Coates played Lois Lane in the first season of Adventures of Superman. Noel Neill, who had played Lois Lane in two Columbia Superman serials, in 1948 and 1950, replaced Coates, who was not available for the second season. With the death of Noel Neill on July 3, 2016, Coates became the last surviving regular cast member from the Adventures of Superman TV series until her own death on October 11, 2023.

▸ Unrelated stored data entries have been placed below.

//! Manual playlist drafting: order the checked episodes and measure them
//! against a runtime budget before anything is written remotely.

use std::collections::HashSet;

use buddy_model::{
    MediaNode, NodeId, OrderingKey, Playlist, RuleOrdering, SortDirection,
};

use crate::catalog::CatalogSnapshot;
use crate::resolver::{WatchSnapshot, capping, ordering};

/// Ordering choices offered for a hand-picked playlist.
#[derive(Debug, Clone, Copy, PartialEq, Eq, Default)]
pub enum DraftOrder {
    AirDate,
    #[default]
    SeasonEpisode,
    AddedDate,
    Random {
        seed: Option<u64>,
    },
    /// Keep the order the episodes were selected in.
    Manual,
}

impl DraftOrder {
    fn rule_ordering(self) -> Option<RuleOrdering> {
        let key = match self {
            DraftOrder::AirDate => OrderingKey::AirDate,
            DraftOrder::SeasonEpisode => OrderingKey::SeasonEpisode,
            DraftOrder::AddedDate => OrderingKey::AddedDate,
            DraftOrder::Random { seed } => {
                return Some(RuleOrdering {
                    shuffle_seed: seed,
                    ..RuleOrdering::new(
                        OrderingKey::Random,
                        SortDirection::Ascending,
                    )
                });
            }
            DraftOrder::Manual => return None,
        };
        Some(RuleOrdering::new(key, SortDirection::Ascending))
    }
}

#[derive(Debug, Clone, Copy, PartialEq, Eq)]
pub enum GaugeLevel {
    WithinCap,
    NearCap,
    OverCap,
}

/// Total runtime relative to a cap.
#[derive(Debug, Clone, Copy, PartialEq, Eq)]
pub struct RuntimeGauge {
    pub total_ms: u64,
    pub cap_ms: u64,
    /// Uncapped; 150 means half again over the cap.
    pub percent: u64,
}

impl RuntimeGauge {
    /// `None` for a zero cap, which means no budget.
    pub fn new(total_ms: u64, cap_ms: u64) -> Option<Self> {
        if cap_ms == 0 {
            return None;
        }
        let percent =
            (u128::from(total_ms) * 100 / u128::from(cap_ms)) as u64;
        Some(Self {
            total_ms,
            cap_ms,
            percent,
        })
    }

    pub fn level(&self) -> GaugeLevel {
        match self.percent {
            0..=90 => GaugeLevel::WithinCap,
            91..=100 => GaugeLevel::NearCap,
            _ => GaugeLevel::OverCap,
        }
    }

    /// Percentage clamped for a progress bar.
    pub fn fill_percent(&self) -> u8 {
        self.percent.min(100) as u8
    }
}

#[derive(Debug, Clone, PartialEq, Eq)]
pub struct DraftPreview {
    pub episodes: Vec<NodeId>,
    pub total_runtime_ms: u64,
    pub gauge: Option<RuntimeGauge>,
    pub seed_used: Option<u64>,
}

/// A static playlist being assembled from checked episodes.
#[derive(Debug, Clone, PartialEq, Eq)]
pub struct ManualPlaylistDraft {
    pub name: String,
    pub order: DraftOrder,
    pub runtime_cap_ms: Option<u64>,
}

impl ManualPlaylistDraft {
    pub fn new(name: impl Into<String>) -> Self {
        Self {
            name: name.into(),
            order: DraftOrder::default(),
            runtime_cap_ms: None,
        }
    }

    pub fn with_order(mut self, order: DraftOrder) -> Self {
        self.order = order;
        self
    }

    pub fn with_runtime_cap_minutes(mut self, minutes: u64) -> Self {
        self.runtime_cap_ms = Some(minutes.saturating_mul(60_000));
        self
    }

    /// Order `selected` and total its runtime. Ids that are not episodes of
    /// `snapshot` are ignored; the cap is reported, never enforced.
    pub fn preview(
        &self,
        snapshot: &CatalogSnapshot,
        selected: &[NodeId],
    ) -> DraftPreview {
        let mut seen = HashSet::new();
        let mut episodes: Vec<&MediaNode> = selected
            .iter()
            .filter(|id| seen.insert(*id))
            .filter_map(|id| snapshot.get(id))
            .filter(|node| node.kind.is_leaf())
            .collect();

        let seed_used = self.order.rule_ordering().and_then(|rule| {
            ordering::apply(&mut episodes, &rule, &WatchSnapshot::new())
        });
        let total_runtime_ms = capping::total_runtime_ms(&episodes);

        DraftPreview {
            episodes: episodes.iter().map(|node| node.id.clone()).collect(),
            total_runtime_ms,
            gauge: self
                .runtime_cap_ms
                .and_then(|cap| RuntimeGauge::new(total_runtime_ms, cap)),
            seed_used,
        }
    }

    /// Static playlist holding the previewed order.
    pub fn to_playlist(&self, preview: &DraftPreview) -> Playlist {
        Playlist::new_static(self.name.clone(), preview.episodes.clone())
    }
}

Coates freelanced steadily, appearing in numerous low-budget features, many of them westerns, as well as serials and a steady stream of TV appearances, both as a regular in several series and as a guest cast member in others. All this was in addition to the "McDoakes" shorts, in which she continued to appear until Warner Brothers discontinued the series in 1956. Arguably, her best-remembered films of the 1950s—perhaps owing to their being those in which she has a substantial role, and being among the few that had been preserved on home video—are Blues Busters with The Bowery Boys (in which she has a musical number); Panther Girl of the Kongo, a jungle serial in which she starred; Superman and the Mole Men; and I Was a Teenage Frankenstein.

===Later years===
In the 1960s, when it became clear that Adventures of Superman would continue to enjoy great popularity in syndicated reruns, far beyond the end of its production in 1957, Coates—like many of the other supporting cast members such as Jack Larson ("Jimmy Olsen")—tried to distance herself from the Superman series, fearing it might limit her opportunities. By the mid 1960s, however, she had settled into a comfortable semi-retirement as a wife and homemaker after marrying Los Angeles family physician Howard Press in 1962. She resumed her career after their divorce in 1986, but in the period immediately before that divorce, her film and television appearances were infrequent. One notable role was that of the mother of the female lead in the 1970 film The Baby Maker, directed by James Bridges, who coincidentally was Jack Larson's life-partner.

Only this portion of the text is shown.